▶ **Supplied data**
//! # Product Repository
//!
//! Database operations for the product catalog.
//!
//! ## Key Operations
//! - Paged listing with category and text filters
//! - CRUD operations (hard delete)
//!
//! ## Listing
//! ```text
//! ┌─────────────────────────────────────────────────────────────────────────┐
//! │  GET /public/products?category=Minuman&search=teh&page=2&limit=10      │
//! │       │                                                                 │
//! │       ▼                                                                 │
//! │  ProductQuery { category, search, page: 2, limit: 10 }                 │
//! │       │                                                                 │
//! │       ▼                                                                 │
//! │  WHERE category = 'Minuman'                                            │
//! │    AND (name LIKE '%teh%' OR description LIKE … OR barcode LIKE …)     │
//! │  ORDER BY name, id  LIMIT 10 OFFSET 10                                 │
//! │       │                                                                 │
//! │       ├── SELECT COUNT(*) with the same WHERE → pagination.total       │
//! │       ▼                                                                 │
//! │  ProductPage { products, pagination }                                  │
//! └─────────────────────────────────────────────────────────────────────────┘
//! ```
//!
//! Inputs are expected to be validated by `warung_core::validation` first.

use chrono::Utc;
use sqlx::{QueryBuilder, Sqlite, SqlitePool};
use tracing::debug;

use crate::error::{DbError, DbResult};
use warung_core::filter::ProductQuery;
use warung_core::{NewProduct, Pagination, Product, ProductPage, ProductPatch};

const PRODUCT_COLUMNS: &str =
    "id, name, price, stock, category, description, barcode, created_at, updated_at";

/// Repository for product database operations.
///
/// ## Usage
/// ```rust,ignore
/// let repo = db.products();
///
/// let page = repo.list(&ProductQuery::default()).await?;
/// let product = repo.get(42).await?;
/// ```
#[derive(Debug, Clone)]
pub struct ProductRepository {
    pool: SqlitePool,
}

impl ProductRepository {
    /// Creates a new ProductRepository.
    pub fn new(pool: SqlitePool) -> Self {
        ProductRepository { pool }
    }

    /// Lists one page of products ordered by name.
    pub async fn list(&self, query: &ProductQuery) -> DbResult<ProductPage> {
        debug!(
            category = ?query.category,
            search = ?query.search,
            page = query.page,
            limit = query.limit,
            "Listing products"
        );

        let mut count_query = QueryBuilder::<Sqlite>::new("SELECT COUNT(*) FROM products");
        push_filters(&mut count_query, query);
        let (total,) = count_query
            .build_query_as::<(i64,)>()
            .fetch_one(&self.pool)
            .await?;

        let mut select =
            QueryBuilder::<Sqlite>::new(format!("SELECT {PRODUCT_COLUMNS} FROM products"));
        push_filters(&mut select, query);
        select
            .push(" ORDER BY name COLLATE NOCASE, id LIMIT ")
            .push_bind(i64::from(query.limit))
            .push(" OFFSET ")
            .push_bind(query.offset());

        let products = select
            .build_query_as::<Product>()
            .fetch_all(&self.pool)
            .await?;

        debug!(count = products.len(), total, "Listed products");
        Ok(ProductPage {
            products,
            pagination: Pagination::new(query.page, query.limit, total),
        })
    }

    /// Gets a product by its ID.
    ///
    /// ## Returns
    /// * `Ok(Some(Product))` - Product found
    /// * `Ok(None)` - Product not found
    pub async fn find(&self, id: i64) -> DbResult<Option<Product>> {
        let product = sqlx::query_as::<_, Product>(&format!(
            "SELECT {PRODUCT_COLUMNS} FROM products WHERE id = ?1"
        ))
        .bind(id)
        .fetch_optional(&self.pool)
        .await?;

        Ok(product)
    }

    /// Gets a product by its ID, failing with `NotFound`.
    pub async fn get(&self, id: i64) -> DbResult<Product> {
        self.find(id)
            .await?
            .ok_or_else(|| DbError::not_found("Product", id))
    }

    /// Inserts a new product and returns it with its assigned ID.
    pub async fn create(&self, product: &NewProduct) -> DbResult<Product> {
        debug!(name = %product.name, price = product.price, "Inserting product");

        let now = Utc::now();

        let created = sqlx::query_as::<_, Product>(&format!(
            r#"
            INSERT INTO products (
                name, price, stock, category, description, barcode, created_at, updated_at
            ) VALUES (?1, ?2, ?3, ?4, ?5, ?6, ?7, ?7)
            RETURNING {PRODUCT_COLUMNS}
            "#
        ))
        .bind(product.name.trim())
        .bind(product.price)
        .bind(product.stock)
        .bind(product.category.trim())
        .bind(product.description.as_deref())
        .bind(product.barcode.as_deref().map(str::trim))
        .bind(now)
        .fetch_one(&self.pool)
        .await?;

        debug!(id = created.id, "Product inserted");
        Ok(created)
    }

    /// Applies a partial update. Fields absent from the patch keep their value.
    ///
    /// ## Returns
    /// * `Ok(Product)` - The updated row
    /// * `Err(DbError::NotFound)` - Product doesn't exist
    pub async fn update(&self, id: i64, patch: &ProductPatch) -> DbResult<Product> {
        debug!(id, "Updating product");

        let now = Utc::now();

        let updated = sqlx::query_as::<_, Product>(&format!(
            r#"
            UPDATE products SET
                name = COALESCE(?2, name),
                price = COALESCE(?3, price),
                stock = COALESCE(?4, stock),
                category = COALESCE(?5, category),
                description = COALESCE(?6, description),
                barcode = COALESCE(?7, barcode),
                updated_at = ?8
            WHERE id = ?1
            RETURNING {PRODUCT_COLUMNS}
            "#
        ))
        .bind(id)
        .bind(patch.name.as_deref().map(str::trim))
        .bind(patch.price)
        .bind(patch.stock)
        .bind(patch.category.as_deref().map(str::trim))
        .bind(patch.description.as_deref())
        .bind(patch.barcode.as_deref().map(str::trim))
        .bind(now)
        .fetch_optional(&self.pool)
        .await?;

        updated.ok_or_else(|| DbError::not_found("Product", id))
    }

    /// Hard-deletes a product.
    ///
    /// Historical sale items keep their `product_id` and name snapshot.
    pub async fn delete(&self, id: i64) -> DbResult<()> {
        debug!(id, "Deleting product");

        let result = sqlx::query("DELETE FROM products WHERE id = ?1")
            .bind(id)
            .execute(&self.pool)
            .await?;

        if result.rows_affected() == 0 {
            return Err(DbError::not_found("Product", id));
        }

        Ok(())
    }

    /// Counts all products.
    pub async fn count(&self) -> DbResult<i64> {
        let count: i64 = sqlx::query_scalar("SELECT COUNT(*) FROM products")
            .fetch_one(&self.pool)
            .await?;

        Ok(count)
    }
}

fn push_filters(builder: &mut QueryBuilder<'_, Sqlite>, query: &ProductQuery) {
    builder.push(" WHERE 1 = 1");

    if let Some(category) = &query.category {
        builder.push(" AND category = ").push_bind(category.clone());
    }

    if let Some(search) = &query.search {
        let pattern = format!("%{}%", escape_like(search));
        builder
            .push(" AND (name LIKE ")
            .push_bind(pattern.clone())
            .push(" ESCAPE '\\' OR description LIKE ")
            .push_bind(pattern.clone())
            .push(" ESCAPE '\\' OR barcode LIKE ")
            .push_bind(pattern)
            .push(" ESCAPE '\\')");
    }
}

/// Escapes LIKE wildcards so user input matches literally.
fn escape_like(raw: &str) -> String {
    let mut escaped = String::with_capacity(raw.len());
    for ch in raw.chars() {
        if matches!(ch, '\\' | '%' | '_') {
            escaped.push('\\');
        }
        escaped.push(ch);
    }
    escaped
}

// =============================================================================
// Unit Tests
// =============================================================================

#[cfg(test)]
mod tests {
    use super::*;
    use crate::repository::test_support::{seed_product, test_db};

    #[tokio::test]
    async fn test_create_and_get() {
        let db = test_db().await;
        let created = seed_product(&db, "  Minyak Goreng 1L ", 18_000, 12).await;

        assert!(created.id > 0);
        assert_eq!(created.name, "Minyak Goreng 1L");

        let fetched = db.products().get(created.id).await.unwrap();
        assert_eq!(fetched, created);
        assert!(db.products().find(created.id + 1).await.unwrap().is_none());
    }

    #[tokio::test]
    async fn test_update_patch_keeps_absent_fields() {
        let db = test_db().await;
        let product = seed_product(&db, "Gula 1kg", 15_000, 8).await;

        let updated = db
            .products()
            .update(
                product.id,
                &ProductPatch {
                    price: Some(16_500),
                    ..Default::default()
                },
            )
            .await
            .unwrap();

        assert_eq!(updated.price, 16_500);
        assert_eq!(updated.stock, 8);
        assert_eq!(updated.name, "Gula 1kg");
        assert!(updated.updated_at >= product.updated_at);

        let missing = db.products().update(999, &ProductPatch::default()).await;
        assert!(matches!(missing, Err(DbError::NotFound { .. })));
    }

    #[tokio::test]
    async fn test_negative_stock_rejected_by_schema() {
        let db = test_db().await;
        let product = seed_product(&db, "Telur 1kg", 28_000, 3).await;

        let result = db
            .products()
            .update(
                product.id,
                &ProductPatch {
                    stock: Some(-1),
                    ..Default::default()
                },
            )
            .await;
        assert!(matches!(result, Err(DbError::CheckViolation { .. })));
        assert_eq!(db.products().get(product.id).await.unwrap().stock, 3);
    }

    #[tokio::test]
    async fn test_delete() {
        let db = test_db().await;
        let product = seed_product(&db, "Sabun Mandi", 4_000, 20).await;

        db.products().delete(product.id).await.unwrap();
        assert!(db.products().find(product.id).await.unwrap().is_none());
        assert!(matches!(
            db.products().delete(product.id).await,
            Err(DbError::NotFound { .. })
        ));
    }

    #[tokio::test]
    async fn test_list_pages_and_filters() {
        let db = test_db().await;
        for name in ["Teh Pucuk", "Kopi Kapal Api", "Teh Botol", "Aqua 600ml"] {
            seed_product(&db, name, 5_000, 10).await;
        }
        db.products()
            .create(&NewProduct {
                name: "Sikat Gigi".to_string(),
                price: 9_000,
                stock: 5,
                category: "Toiletries".to_string(),
                description: Some("bulu halus".to_string()),
                barcode: None,
            })
            .await
            .unwrap();

        let first = db
            .products()
            .list(&ProductQuery {
                limit: 2,
                ..Default::default()
            })
            .await
            .unwrap();
        assert_eq!(first.pagination.total, 5);
        assert_eq!(first.pagination.total_pages, 3);
        let names: Vec<_> = first.products.iter().map(|p| p.name.as_str()).collect();
        assert_eq!(names, ["Aqua 600ml", "Kopi Kapal Api"]);

        let teh = db
            .products()
            .list(&ProductQuery {
                search: Some("teh".to_string()),
                ..Default::default()
            })
            .await
            .unwrap();
        assert_eq!(teh.pagination.total, 2);

        let by_description = db
            .products()
            .list(&ProductQuery {
                search: Some("HALUS".to_string()),
                category: Some("Toiletries".to_string()),
                ..Default::default()
            })
            .await
            .unwrap();
        assert_eq!(by_description.products.len(), 1);
        assert_eq!(by_description.products[0].name, "Sikat Gigi");

        let past_end = db
            .products()
            .list(&ProductQuery {
                page: 9,
                ..Default::default()
            })
            .await
            .unwrap();
        assert!(past_end.products.is_empty());
        assert_eq!(past_end.pagination.total, 5);
    }

    #[test]
    fn test_escape_like() {
        assert_eq!(escape_like("50%_off\\"), "50\\%\\_off\\\\");
    }
}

▶ **Brief**
Lines to set down from above: the line with "ESCAPE '\\' OR description", the line with "let mut escaped", and every line between, each exactly as written.

▶ **Exercise result**
            .push(" ESCAPE '\\' OR description LIKE ")
            .push_bind(pattern.clone())
            .push(" ESCAPE '\\' OR barcode LIKE ")
            .push_bind(pattern)
            .push(" ESCAPE '\\')");
    }
}

/// Escapes LIKE wildcards so user input matches literally.
fn escape_like(raw: &str) -> String {
    let mut escaped = String::with_capacity(raw.len());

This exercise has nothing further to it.